Альберт с изумлением посмотрел на отца, который уже давно не вел с ним таких бесед.

– Нет хвоста? Как это?

– Очень просто. У собак и кошек и других одаренных животных есть хвост, и для каждой их мысли, ощущения и чувства, для каждого изгиба настроения и каждой вспышки жизнеощущения у их хвоста имеется дивно совершенный, состоящий из тысячи завитушек и арабесок, язык. У нас его нет, а так как более живые среди нас тоже нуждаются в чем-нибудь подобном, то они и придумали кисти, рояли и скрипки…

Он оборвал, как будто разговор вдруг перестал интересовать его или он только теперь заметил, что говорит один и не находит в Альберте отклика.

– Ну, спасибо, что зашел, – без всякого перехода сказал он.

Он опять подошел к своей работе, взял палитру в руки и устремил ищущий взгляд на место, куда положил последний мазок.

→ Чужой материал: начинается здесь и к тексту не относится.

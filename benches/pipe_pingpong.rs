use std::hint::spin_loop;
use std::sync::Arc;
use std::thread;
use std::time::{Duration, Instant};

use conduit::{pipepair, CommandSink, Mailbox, Msg, PairConfig, Pipe};
use criterion::{black_box, BenchmarkId, Criterion, Throughput};
use criterion::{criterion_group, criterion_main};

const ROUND_TRIPS_PER_ITER: u64 = 10_000;

struct Side {
    pipe: Pipe,
    mailbox: Arc<Mailbox>,
}

impl Side {
    fn drain(&mut self) {
        while let Some(env) = self.mailbox.try_recv().expect("mailbox") {
            self.pipe
                .process_command(env.command, &mut ())
                .expect("command");
        }
    }

    fn send(&mut self, mut msg: Msg) {
        loop {
            match self.pipe.write(msg) {
                Ok(()) => break,
                Err(refused) => {
                    msg = refused;
                    self.drain();
                    spin_loop();
                }
            }
        }
        self.pipe.flush();
    }

    fn recv(&mut self) -> Msg {
        loop {
            if let Some(msg) = self.pipe.read() {
                return msg;
            }
            self.drain();
            spin_loop();
        }
    }
}

fn pair(hwm: u64) -> (Side, Side) {
    let a = Arc::new(Mailbox::new().expect("mailbox"));
    let b = Arc::new(Mailbox::new().expect("mailbox"));
    let (pa, pb) = pipepair(
        [
            Arc::clone(&a) as Arc<dyn CommandSink>,
            Arc::clone(&b) as Arc<dyn CommandSink>,
        ],
        PairConfig::with_hwm(hwm),
    );
    (
        Side {
            pipe: pa,
            mailbox: a,
        },
        Side {
            pipe: pb,
            mailbox: b,
        },
    )
}

fn bench_pingpong(c: &mut Criterion) {
    let mut group = c.benchmark_group("pipe_pingpong");
    group.measurement_time(Duration::from_secs(20));
    group.throughput(Throughput::Elements(ROUND_TRIPS_PER_ITER));

    for &size in &[8_usize, 256] {
        group.bench_with_input(BenchmarkId::from_parameter(size), &size, |b, &size| {
            b.iter_custom(|iters| {
                let (mut ping, mut pong) = pair(1000);
                let total = ROUND_TRIPS_PER_ITER * iters;

                let echo = thread::spawn(move || {
                    for _ in 0..total {
                        let msg = pong.recv();
                        pong.send(msg);
                    }
                });

                let payload = vec![0u8; size];
                let start = Instant::now();
                for _ in 0..total {
                    ping.send(Msg::new(black_box(payload.clone())));
                    black_box(ping.recv());
                }
                let elapsed = start.elapsed();
                echo.join().expect("echo join");
                elapsed
            })
        });
    }
    group.finish();
}

criterion_group!(benches, bench_pingpong);
criterion_main!(benches);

– Прости, папа, я хотел тебя спросить…

Верагут обернулся; во взгляде его уже выражалась оторванность от всего, что лежало вне его работы.

– Что такое?

– Я хотел взять Пьера с собой покататься. Мама позволила, но сказала, что я должен спросить и тебя.:

– Куда же вы хотите ехать?

– Куда-нибудь подальше. Может быть, в Пегольцгейм.

– Так… Кто же будет править?

– Я, конечно, папа.

– Что ж, пожалуй, можешь его взять! Но только вели запрячь гнедого. И смотри, чтобы ему не давали слишком много овса!

– Ах, мне хотелось бы ехать парой!

– Мне очень жаль. Один ты можешь ехать, как хочешь, но если ты берешь Пьера, то только на гнедом.

Альберт ушел, несколько разочарованный. В другое время он заупрямился бы или попытался опять просить, но теперь он видел, что художник уже опять весь поглощен своей работой, и здесь, в мастерской и в атмосфере своих картин, отец, несмотря на все его внутреннее сопротивление, каждый раз импонировал ему так сильно, что, при всем своем нежелании признавать его авторитет, он чувствовал себя перед ним жалким мальчишкой.